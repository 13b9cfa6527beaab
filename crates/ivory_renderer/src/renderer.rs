//! Core path tracing renderer.
//!
//! Implements Monte Carlo path tracing with:
//! - Iterative bounce loop bounded by a depth budget
//! - Anti-aliasing via jittered multi-sampling
//! - Sequential or rayon-parallel pixel fan-out with disjoint writes
//! - Per-pixel deterministic seeding, so both modes produce the same image

use std::path::Path;
use std::sync::atomic::{AtomicBool, AtomicU32, Ordering};
use std::time::Instant;

use ivory_math::Interval;
use rand::rngs::StdRng;
use rand::{RngCore, SeedableRng};
use rayon::prelude::*;
use thiserror::Error;

use crate::output::{ImageSink, OutputError};
use crate::settings::{ConfigError, RenderSettings};
use crate::{Camera, Color, FrameBuffer, Hittable, Ray};

/// Lower bound of the hit interval; keeps scattered rays from re-hitting
/// the surface they leave.
pub const HIT_EPSILON: f32 = 0.001;

/// How pixel work is scheduled.
#[derive(Debug, Clone, Copy, PartialEq, Eq)]
pub enum ExecutionMode {
    /// One thread, scan-line order
    Sequential,
    /// Rows fan out over the rayon pool, columns fan out within each row
    Parallel,
}

impl ExecutionMode {
    pub fn from_threading(use_threading: bool) -> Self {
        if use_threading {
            ExecutionMode::Parallel
        } else {
            ExecutionMode::Sequential
        }
    }
}

/// The two buffers produced by a render.
#[derive(Debug, Clone)]
pub struct RenderedFrames {
    /// Averaged radiance estimate per pixel
    pub main: FrameBuffer,
    /// Normalized pixel coordinates as color, for inspecting work layout
    pub debug: FrameBuffer,
    /// Base seed the per-pixel generators were derived from
    pub seed: u64,
}

/// Compute the color seen by a ray.
///
/// Follows the ray through at most `depth` scatter events, carrying the
/// product of attenuations forward. Escaping rays pick up the sky color;
/// absorbed rays and rays that run out of budget contribute black.
pub fn ray_color(ray: &Ray, world: &dyn Hittable, depth: u32, rng: &mut dyn RngCore) -> Color {
    let mut throughput = Color::ONE;
    let mut ray = *ray;

    for _ in 0..depth {
        let Some(rec) = world.hit(&ray, Interval::new(HIT_EPSILON, f32::INFINITY)) else {
            return throughput * sky_gradient(&ray);
        };

        match rec.material.scatter(&ray, &rec, rng) {
            Some(result) => {
                throughput *= result.attenuation;
                ray = result.scattered;
            }
            None => return Color::ZERO,
        }
    }

    Color::ZERO
}

/// Compute sky gradient background.
///
/// White looking straight down, (0.5, 0.7, 1.0) looking straight up.
pub fn sky_gradient(ray: &Ray) -> Color {
    let unit_direction = ray.direction().normalize();
    let a = 0.5 * (unit_direction.y + 1.0);
    let white = Color::new(1.0, 1.0, 1.0);
    let blue = Color::new(0.5, 0.7, 1.0);
    white * (1.0 - a) + blue * a
}

/// Render a single pixel with multi-sampling.
pub fn render_pixel(
    camera: &Camera,
    world: &dyn Hittable,
    x: u32,
    y: u32,
    rng: &mut dyn RngCore,
) -> Color {
    let mut pixel_color = Color::ZERO;

    for _ in 0..camera.samples_per_pixel() {
        let ray = camera.get_ray(x, y, rng);
        pixel_color += ray_color(&ray, world, camera.max_depth(), rng);
    }

    pixel_color * camera.samples_scale()
}

/// Pixel coordinate mapped to [0, 1] on each axis, as a color.
pub fn debug_color(x: u32, y: u32, width: u32, height: u32) -> Color {
    let axis = |i: u32, n: u32| if n > 1 { i as f32 / (n - 1) as f32 } else { 0.0 };
    Color::new(axis(x, width), axis(y, height), 0.0)
}

/// Seed for the generator of pixel (x, y), mixed from the render seed.
pub fn pixel_seed(seed: u64, x: u32, y: u32) -> u64 {
    // splitmix64 finalizer over the packed coordinate
    let mut z = seed ^ ((u64::from(y) << 32) | u64::from(x));
    z = z.wrapping_add(0x9E37_79B9_7F4A_7C15);
    z = (z ^ (z >> 30)).wrapping_mul(0xBF58_476D_1CE4_E5B9);
    z = (z ^ (z >> 27)).wrapping_mul(0x94D0_49BB_1331_11EB);
    z ^ (z >> 31)
}

/// Evaluate `shade` once for every pixel and collect the results.
///
/// `shade(x, y)` returns the (main, debug) colors for that pixel. Every
/// cell of both buffers is written by exactly one call; in parallel mode
/// each task owns a disjoint slice, so no locking is involved.
pub fn for_each_pixel<F>(
    width: u32,
    height: u32,
    mode: ExecutionMode,
    shade: F,
) -> (FrameBuffer, FrameBuffer)
where
    F: Fn(u32, u32) -> (Color, Color) + Sync,
{
    fan_out(width, height, mode, shade, |remaining| {
        report_rows_remaining(remaining, height)
    })
}

/// Pixel fan-out shared by both modes. `progress` receives the number of
/// rows still outstanding after each row completes.
fn fan_out<F, P>(
    width: u32,
    height: u32,
    mode: ExecutionMode,
    shade: F,
    progress: P,
) -> (FrameBuffer, FrameBuffer)
where
    F: Fn(u32, u32) -> (Color, Color) + Sync,
    P: Fn(u32) + Sync,
{
    let mut main = FrameBuffer::new(width, height);
    let mut debug = FrameBuffer::new(width, height);
    let row_len = width.max(1) as usize;

    match mode {
        ExecutionMode::Sequential => {
            let rows = main
                .pixels_mut()
                .chunks_mut(row_len)
                .zip(debug.pixels_mut().chunks_mut(row_len));
            for (y, (row, debug_row)) in rows.enumerate() {
                let cells = row.iter_mut().zip(debug_row.iter_mut());
                for (x, (pixel, debug_pixel)) in cells.enumerate() {
                    (*pixel, *debug_pixel) = shade(x as u32, y as u32);
                }
                progress(height - (y as u32 + 1));
            }
        }
        ExecutionMode::Parallel => {
            let finished = AtomicU32::new(0);
            main.pixels_mut()
                .par_chunks_mut(row_len)
                .zip(debug.pixels_mut().par_chunks_mut(row_len))
                .enumerate()
                .for_each(|(y, (row, debug_row))| {
                    row.par_iter_mut()
                        .zip(debug_row.par_iter_mut())
                        .enumerate()
                        .for_each(|(x, (pixel, debug_pixel))| {
                            (*pixel, *debug_pixel) = shade(x as u32, y as u32);
                        });
                    let done = finished.fetch_add(1, Ordering::Relaxed) + 1;
                    progress(height - done);
                });
        }
    }

    (main, debug)
}

/// Best-effort progress: every row at debug level, roughly every tenth at info.
fn report_rows_remaining(remaining: u32, height: u32) {
    let step = (height / 10).max(1);
    if remaining % step == 0 {
        log::info!("Rows remaining: {}", remaining);
    } else {
        log::debug!("Rows remaining: {}", remaining);
    }
}

/// Render the scene into a main and a debug buffer.
///
/// Initializes the camera first, so configuration errors surface before any
/// ray is traced.
pub fn render(
    camera: &mut Camera,
    world: &dyn Hittable,
    mode: ExecutionMode,
    seed: u64,
) -> Result<RenderedFrames, ConfigError> {
    camera.initialize()?;
    let camera: &Camera = camera;

    let (width, height) = (camera.image_width(), camera.image_height());
    log::info!(
        "Rendering {}x{} @ {} spp, depth {} ({:?}, {} threads)",
        width,
        height,
        camera.samples_per_pixel(),
        camera.max_depth(),
        mode,
        match mode {
            ExecutionMode::Sequential => 1,
            ExecutionMode::Parallel => rayon::current_num_threads(),
        }
    );

    let start = Instant::now();
    let (main, debug) = for_each_pixel(width, height, mode, |x, y| {
        let mut rng = StdRng::seed_from_u64(pixel_seed(seed, x, y));
        (
            render_pixel(camera, world, x, y, &mut rng),
            debug_color(x, y, width, height),
        )
    });
    log::info!("Rendered in {:.2?}", start.elapsed());

    Ok(RenderedFrames { main, debug, seed })
}

/// Errors that stop a render before any pixel is produced.
#[derive(Error, Debug)]
pub enum RenderError {
    #[error("A render is already in progress")]
    AlreadyRunning,

    #[error("Invalid configuration: {0}")]
    Config(#[from] ConfigError),
}

/// Result of a completed render, including the fate of both image writes.
#[derive(Debug)]
pub struct RenderReport {
    pub frames: RenderedFrames,
    pub main_write: Result<(), OutputError>,
    pub debug_write: Result<(), OutputError>,
}

impl RenderReport {
    /// True when both buffers reached the sink.
    pub fn all_written(&self) -> bool {
        self.main_write.is_ok() && self.debug_write.is_ok()
    }
}

/// Front-end entry point that allows only one render at a time.
#[derive(Debug, Default)]
pub struct RenderSession {
    in_progress: AtomicBool,
}

/// Clears the in-progress flag on every exit path.
struct InFlight<'a>(&'a AtomicBool);

impl<'a> InFlight<'a> {
    fn acquire(flag: &'a AtomicBool) -> Option<Self> {
        flag.compare_exchange(false, true, Ordering::AcqRel, Ordering::Acquire)
            .ok()
            .map(|_| InFlight(flag))
    }
}

impl Drop for InFlight<'_> {
    fn drop(&mut self) {
        self.0.store(false, Ordering::Release);
    }
}

impl RenderSession {
    pub fn new() -> Self {
        Self::default()
    }

    /// True while `run` is executing.
    pub fn is_rendering(&self) -> bool {
        self.in_progress.load(Ordering::Acquire)
    }

    /// Validate `settings`, render `world` and hand both buffers to `sink`.
    ///
    /// A call made while another is running is rejected. Image write
    /// failures are logged and reported but do not fail the render.
    pub fn run(
        &self,
        settings: &RenderSettings,
        world: &dyn Hittable,
        sink: &dyn ImageSink,
    ) -> Result<RenderReport, RenderError> {
        let _guard = InFlight::acquire(&self.in_progress).ok_or_else(|| {
            log::warn!("Render requested while another is in progress; ignoring");
            RenderError::AlreadyRunning
        })?;

        settings.validate()?;

        let seed = settings.seed.unwrap_or_else(rand::random);
        log::info!("Render started (seed {})", seed);

        let mut camera = Camera::from_settings(settings);
        let mode = ExecutionMode::from_threading(settings.use_threading);
        let frames = render(&mut camera, world, mode, seed)?;

        let main_write = write_frame(sink, &frames.main, &settings.output);
        let debug_write = write_frame(sink, &frames.debug, &settings.debug_output);
        log::info!("Done.");

        Ok(RenderReport {
            frames,
            main_write,
            debug_write,
        })
    }
}

fn write_frame(sink: &dyn ImageSink, frame: &FrameBuffer, path: &Path) -> Result<(), OutputError> {
    log::debug!(
        "Writing {}x{} frame to {}",
        frame.width(),
        frame.height(),
        path.display()
    );
    sink.write(frame, path).map_err(|e| {
        log::error!("Failed to write image {}: {}", path.display(), e);
        e
    })
}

** WORK TO BE COMPLETED **
Transcribe only the lines from the beginning of the entries to the line with "use std::time::Instant;", inclusive, exactly as written.

** WRITTEN SOLUTION **
repository 13b9cfa6527beaab
filename crates/ivory_renderer/src/renderer.rs
//! Core path tracing renderer.
//!
//! Implements Monte Carlo path tracing with:
//! - Iterative bounce loop bounded by a depth budget
//! - Anti-aliasing via jittered multi-sampling
//! - Sequential or rayon-parallel pixel fan-out with disjoint writes
//! - Per-pixel deterministic seeding, so both modes produce the same image

use std::path::Path;
use std::sync::atomic::{AtomicBool, AtomicU32, Ordering};
use std::time::Instant;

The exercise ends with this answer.